Extracted entries:
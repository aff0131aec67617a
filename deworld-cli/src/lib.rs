//! Command-line client for the deworld marketplace.
//!
//! Drives a private-key wallet through the same connect, network-switch,
//! balance and purchase flow a browser wallet would go through, and reads
//! products and purchase history from the indexing service.
//!
//! # Modules
//!
//! - [`cli`] - Command-line arguments
//! - [`config`] - TOML configuration with environment variable expansion
//! - [`app`] - Client wiring and command execution
//! - [`console`] - Notice printing and result rendering
//! - [`error`] - Command errors

pub mod app;
pub mod cli;
pub mod config;
pub mod console;
pub mod error;

pub use app::App;
pub use error::CliError;
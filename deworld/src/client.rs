//! Contract-call seams.
//!
//! [`MarketClient`] is the chain client handle a session owns: balance reads
//! plus the conventional, gas-paying writes (`mint`, `approve`,
//! `purchaseProduct`). [`SponsoredChannel`] is the fee-sponsorship channel
//! that submits the same writes with gas paid in the stablecoin through a
//! paymaster contract, and separately waits for confirmations.
//!
//! Both normalize whatever receipt shape their transport produces into a
//! [`TxOutcome`] before handing it back.

use std::future::Future;
use std::time::Duration;

use alloy_primitives::{Address, Bytes, TxHash, U256};
use serde::{Deserialize, Serialize};

use crate::wallet::ProviderRpcError;

/// Type-erased transport error.
pub type BoxError = Box<dyn std::error::Error + Send + Sync>;

/// Errors raised while reading from or writing to the chain.
#[derive(Debug, thiserror::Error)]
pub enum ClientError {
    /// The wallet rejected or failed the request.
    #[error(transparent)]
    Wallet(#[from] ProviderRpcError),
    /// RPC transport failure.
    #[error("rpc transport error: {0}")]
    Transport(#[source] BoxError),
    /// The transaction was mined but reverted.
    #[error("transaction {tx_hash} reverted")]
    Reverted {
        /// Hash of the reverted transaction.
        tx_hash: TxHash,
    },
    /// The confirmation wait exceeded its bound. The transaction may still land.
    #[error("transaction {tx_hash} not confirmed within {timeout:?}")]
    ConfirmationTimeout {
        /// Hash of the pending transaction.
        tx_hash: TxHash,
        /// The bound that was exceeded.
        timeout: Duration,
    },
    /// The node answered with something that could not be interpreted.
    #[error("invalid rpc response: {0}")]
    InvalidResponse(String),
}

impl ClientError {
    /// Wraps a transport-level error.
    pub fn transport(err: impl Into<BoxError>) -> Self {
        Self::Transport(err.into())
    }
}

/// A confirmed, successful transaction, normalized across submission channels.
#[derive(Debug, Clone, PartialEq, Eq)]
pub struct TxOutcome {
    /// Transaction hash.
    pub tx_hash: TxHash,
    /// Block the transaction landed in.
    pub block_number: Option<u64>,
    /// Gas consumed.
    pub gas_used: u64,
    /// Price actually paid per gas unit, in wei, when the receipt reports it.
    pub effective_gas_price: Option<u128>,
    /// Purchase id emitted by the marketplace `Sale` event, for purchase transactions.
    pub purchase_id: Option<U256>,
}

/// Chain client handle: balance reads and direct-gas writes.
pub trait MarketClient: Send + Sync {
    /// Reads `balanceOf(owner)` on a fungible-token contract.
    fn token_balance(
        &self,
        token: Address,
        owner: Address,
    ) -> impl Future<Output = Result<U256, ClientError>> + Send;

    /// Reads the native-currency balance of `owner`.
    fn native_balance(&self, owner: Address)
    -> impl Future<Output = Result<U256, ClientError>> + Send;

    /// Calls the test token's `mint()` from `from`.
    fn mint(
        &self,
        token: Address,
        from: Address,
    ) -> impl Future<Output = Result<TxOutcome, ClientError>> + Send;

    /// Calls `approve(spender, amount)` on `token` from `from`.
    fn approve(
        &self,
        token: Address,
        from: Address,
        spender: Address,
        amount: U256,
    ) -> impl Future<Output = Result<TxOutcome, ClientError>> + Send;

    /// Calls `purchaseProduct(productId, quantity)` on the marketplace from `from`.
    fn purchase_product(
        &self,
        marketplace: Address,
        from: Address,
        product_id: U256,
        quantity: u64,
    ) -> impl Future<Output = Result<TxOutcome, ClientError>> + Send;
}

/// How the paymaster is reimbursed.
#[derive(Debug, Clone, Copy, Default, PartialEq, Eq, Serialize, Deserialize)]
#[serde(rename_all = "snake_case")]
pub enum SponsorshipKind {
    /// The paymaster pulls its fee in `token` from an allowance the sender grants.
    #[default]
    ApprovalBased,
    /// The paymaster sponsors without token reimbursement.
    General,
}

/// Sponsorship parameters attached to every sponsored call.
#[derive(Debug, Clone, PartialEq, Eq)]
pub struct SponsorshipParams {
    /// Reimbursement flavour.
    pub kind: SponsorshipKind,
    /// The fee-sponsor contract.
    pub paymaster: Address,
    /// Token gas is paid in.
    pub fee_token: Address,
    /// Minimum allowance the paymaster requires, in the fee token's smallest unit.
    pub min_allowance: U256,
    /// Extra paymaster-specific input.
    pub inner_input: Bytes,
}

/// A marketplace-level contract call.
#[derive(Debug, Clone, Copy, PartialEq, Eq)]
pub enum ContractCall {
    /// `approve(spender, amount)` on the token.
    Approve {
        /// Account allowed to spend.
        spender: Address,
        /// Allowance in the token's smallest unit.
        amount: U256,
    },
    /// `purchaseProduct(productId, quantity)` on the marketplace.
    PurchaseProduct {
        /// Product identifier.
        product_id: U256,
        /// Units to buy.
        quantity: u64,
    },
}

impl ContractCall {
    /// Solidity method name, for notices and logs.
    #[must_use]
    pub const fn method(&self) -> &'static str {
        match self {
            Self::Approve { .. } => "approve",
            Self::PurchaseProduct { .. } => "purchaseProduct",
        }
    }
}

/// One call submitted through the sponsored channel.
#[derive(Debug, Clone, PartialEq, Eq)]
pub struct SponsoredCall {
    /// Contract the call targets.
    pub target: Address,
    /// What to call.
    pub call: ContractCall,
    /// Who pays the gas, and how.
    pub sponsorship: SponsorshipParams,
}

/// Fee-sponsorship channel: submit, then separately wait for confirmations.
pub trait SponsoredChannel: Send + Sync {
    /// Signs and submits `call` on behalf of `from`, returning the transaction hash.
    fn submit(
        &self,
        from: Address,
        call: SponsoredCall,
    ) -> impl Future<Output = Result<TxHash, ClientError>> + Send;

    /// Blocks until `tx_hash` has `confirmations` confirmations, within the
    /// channel's configured timeout.
    fn wait_for_confirmation(
        &self,
        tx_hash: TxHash,
        confirmations: u64,
    ) -> impl Future<Output = Result<TxOutcome, ClientError>> + Send;
}
impl FakeMarketClient {
    pub(crate) fn set_token_balance(&self, owner: Address, amount: U256) {
        self.state.lock().unwrap().token.insert(owner, amount);
    }

    pub(crate) fn set_native_balance(&self, owner: Address, amount: U256) {
        self.state.lock().unwrap().native.insert(owner, amount);
    }

    pub(crate) fn fail_reads(&self, fail: bool) {
        self.state.lock().unwrap().fail_reads = fail;
    }

    /// Makes every subsequent direct call to `method` revert.
    pub(crate) fn fail_call(&self, method: &str) {
        self.state.lock().unwrap().failing.insert(method.to_owned());
    }

    /// Direct-gas writes, in issue order.
    pub(crate) fn calls(&self) -> Vec<String> {
        self.state.lock().unwrap().calls.clone()
    }

    pub(crate) fn token_reads(&self) -> usize {
        self.state.lock().unwrap().token_reads
    }

    pub(crate) fn allowance(&self) -> U256 {
        self.state.lock().unwrap().allowance
    }
}

impl MarketClient for FakeMarketClient {
    async fn token_balance(&self, _token: Address, owner: Address) -> Result<U256, ClientError> {
        let mut state = self.state.lock().unwrap();
        state.token_reads += 1;
        if state.fail_reads {
            return Err(ClientError::InvalidResponse("balanceOf failed".into()));
        }
        Ok(state.token.get(&owner).copied().unwrap_or_default())
    }

    async fn native_balance(&self, owner: Address) -> Result<U256, ClientError> {
        let state = self.state.lock().unwrap();
        if state.fail_reads {
            return Err(ClientError::InvalidResponse("eth_getBalance failed".into()));
        }
        Ok(state.native.get(&owner).copied().unwrap_or_default())
    }

    async fn mint(&self, _token: Address, from: Address) -> Result<TxOutcome, ClientError> {
        let mut state = self.state.lock().unwrap();
        state.calls.push("mint".into());
        state.check("mint")?;
        let balance = state.token.entry(from).or_default();
        *balance += U256::from(MINT_AMOUNT);
        Ok(state.outcome(Some(100_000_000)))
    }

    async fn approve(
        &self,
        _token: Address,
        _from: Address,
        _spender: Address,
        amount: U256,
    ) -> Result<TxOutcome, ClientError> {
        let mut state = self.state.lock().unwrap();
        state.calls.push("approve".into());
        state.check("approve")?;
        state.apply_approve(amount);
        Ok(state.outcome(Some(100_000_000)))
    }

    async fn purchase_product(
        &self,
        _marketplace: Address,
        from: Address,
        _product_id: U256,
        _quantity: u64,
    ) -> Result<TxOutcome, ClientError> {
        let mut state = self.state.lock().unwrap();
        state.calls.push("purchaseProduct".into());
        state.check("purchaseProduct")?;
        let purchase_id = state.apply_purchase(from);
        let mut outcome = state.outcome(Some(100_000_000));
        outcome.purchase_id = Some(purchase_id);
        Ok(outcome)
    }
}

What to work on: Within the data above, the lines from the one with "mined but reverted." to the one with "not be interpreted." must be repeated exactly; no other line belongs in the answer.

Solution for this task:
    /// The transaction was mined but reverted.
    #[error("transaction {tx_hash} reverted")]
    Reverted {
        /// Hash of the reverted transaction.
        tx_hash: TxHash,
    },
    /// The confirmation wait exceeded its bound. The transaction may still land.
    #[error("transaction {tx_hash} not confirmed within {timeout:?}")]
    ConfirmationTimeout {
        /// Hash of the pending transaction.
        tx_hash: TxHash,
        /// The bound that was exceeded.
        timeout: Duration,
    },
    /// The node answered with something that could not be interpreted.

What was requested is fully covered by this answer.